▶ DIRECTIONS
Of the lines in the data below, write out exactly those from the one holding "states (OR semantics)" through the one holding "AND across fields)", both included.

◆ ◆ ◆ ◆

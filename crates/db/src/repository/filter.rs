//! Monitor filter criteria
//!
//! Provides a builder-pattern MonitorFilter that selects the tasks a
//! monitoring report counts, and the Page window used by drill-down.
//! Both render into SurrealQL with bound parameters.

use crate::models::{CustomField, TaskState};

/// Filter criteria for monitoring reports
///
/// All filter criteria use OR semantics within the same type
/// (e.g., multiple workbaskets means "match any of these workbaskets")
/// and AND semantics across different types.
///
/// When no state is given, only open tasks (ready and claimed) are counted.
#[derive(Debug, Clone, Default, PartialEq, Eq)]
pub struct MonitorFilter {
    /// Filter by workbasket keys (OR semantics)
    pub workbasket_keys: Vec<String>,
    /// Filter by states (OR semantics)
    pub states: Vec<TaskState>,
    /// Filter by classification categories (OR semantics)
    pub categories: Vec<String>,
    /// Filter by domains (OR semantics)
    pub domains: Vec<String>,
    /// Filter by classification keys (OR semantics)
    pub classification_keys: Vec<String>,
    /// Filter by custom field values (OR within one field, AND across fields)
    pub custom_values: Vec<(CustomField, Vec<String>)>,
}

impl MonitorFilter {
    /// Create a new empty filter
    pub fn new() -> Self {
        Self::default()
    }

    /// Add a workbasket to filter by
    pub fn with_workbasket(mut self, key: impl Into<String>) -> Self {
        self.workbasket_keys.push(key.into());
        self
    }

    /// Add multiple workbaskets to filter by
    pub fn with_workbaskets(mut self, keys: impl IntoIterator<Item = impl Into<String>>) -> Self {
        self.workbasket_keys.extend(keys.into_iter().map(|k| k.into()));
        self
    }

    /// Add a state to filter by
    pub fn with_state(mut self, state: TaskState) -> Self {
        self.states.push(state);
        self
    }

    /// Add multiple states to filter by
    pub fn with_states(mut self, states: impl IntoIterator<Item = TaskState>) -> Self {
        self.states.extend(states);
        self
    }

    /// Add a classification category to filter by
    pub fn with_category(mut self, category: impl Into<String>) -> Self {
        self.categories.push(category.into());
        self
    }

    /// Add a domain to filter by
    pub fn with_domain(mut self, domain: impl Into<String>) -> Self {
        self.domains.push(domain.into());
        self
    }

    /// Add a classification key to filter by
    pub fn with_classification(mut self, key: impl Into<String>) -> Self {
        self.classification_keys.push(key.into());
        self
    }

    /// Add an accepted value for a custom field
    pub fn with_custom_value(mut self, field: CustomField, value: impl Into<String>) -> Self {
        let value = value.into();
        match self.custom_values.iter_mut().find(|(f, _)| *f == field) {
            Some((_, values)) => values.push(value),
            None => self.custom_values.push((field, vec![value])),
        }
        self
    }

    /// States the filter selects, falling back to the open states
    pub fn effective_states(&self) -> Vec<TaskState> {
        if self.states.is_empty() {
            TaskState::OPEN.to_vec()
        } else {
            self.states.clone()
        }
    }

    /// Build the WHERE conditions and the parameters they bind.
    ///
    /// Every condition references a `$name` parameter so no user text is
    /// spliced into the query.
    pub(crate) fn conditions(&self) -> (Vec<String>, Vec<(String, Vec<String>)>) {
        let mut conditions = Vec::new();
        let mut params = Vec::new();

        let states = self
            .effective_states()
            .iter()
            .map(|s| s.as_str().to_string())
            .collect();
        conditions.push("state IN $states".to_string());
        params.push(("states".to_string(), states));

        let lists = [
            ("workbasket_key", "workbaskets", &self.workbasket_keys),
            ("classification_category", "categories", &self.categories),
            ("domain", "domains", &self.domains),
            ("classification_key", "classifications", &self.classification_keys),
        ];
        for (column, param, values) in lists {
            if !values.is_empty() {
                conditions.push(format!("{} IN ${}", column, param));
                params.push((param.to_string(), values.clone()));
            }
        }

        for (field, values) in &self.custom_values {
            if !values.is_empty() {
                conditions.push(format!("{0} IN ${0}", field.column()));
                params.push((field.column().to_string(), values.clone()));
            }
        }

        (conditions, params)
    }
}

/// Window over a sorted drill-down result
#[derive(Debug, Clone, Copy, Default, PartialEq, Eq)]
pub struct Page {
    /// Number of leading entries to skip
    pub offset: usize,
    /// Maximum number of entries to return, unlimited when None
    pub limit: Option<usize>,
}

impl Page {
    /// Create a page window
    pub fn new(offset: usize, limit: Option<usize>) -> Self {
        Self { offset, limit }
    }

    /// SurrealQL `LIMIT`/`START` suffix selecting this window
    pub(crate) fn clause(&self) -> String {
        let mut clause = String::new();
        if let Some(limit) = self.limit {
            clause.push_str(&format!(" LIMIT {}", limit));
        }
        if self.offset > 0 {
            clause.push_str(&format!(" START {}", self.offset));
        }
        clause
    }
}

◆ ◆ ◆ ◆

▶ EXERCISE ANSWER
    /// Filter by states (OR semantics)
    pub states: Vec<TaskState>,
    /// Filter by classification categories (OR semantics)
    pub categories: Vec<String>,
    /// Filter by domains (OR semantics)
    pub domains: Vec<String>,
    /// Filter by classification keys (OR semantics)
    pub classification_keys: Vec<String>,
    /// Filter by custom field values (OR within one field, AND across fields)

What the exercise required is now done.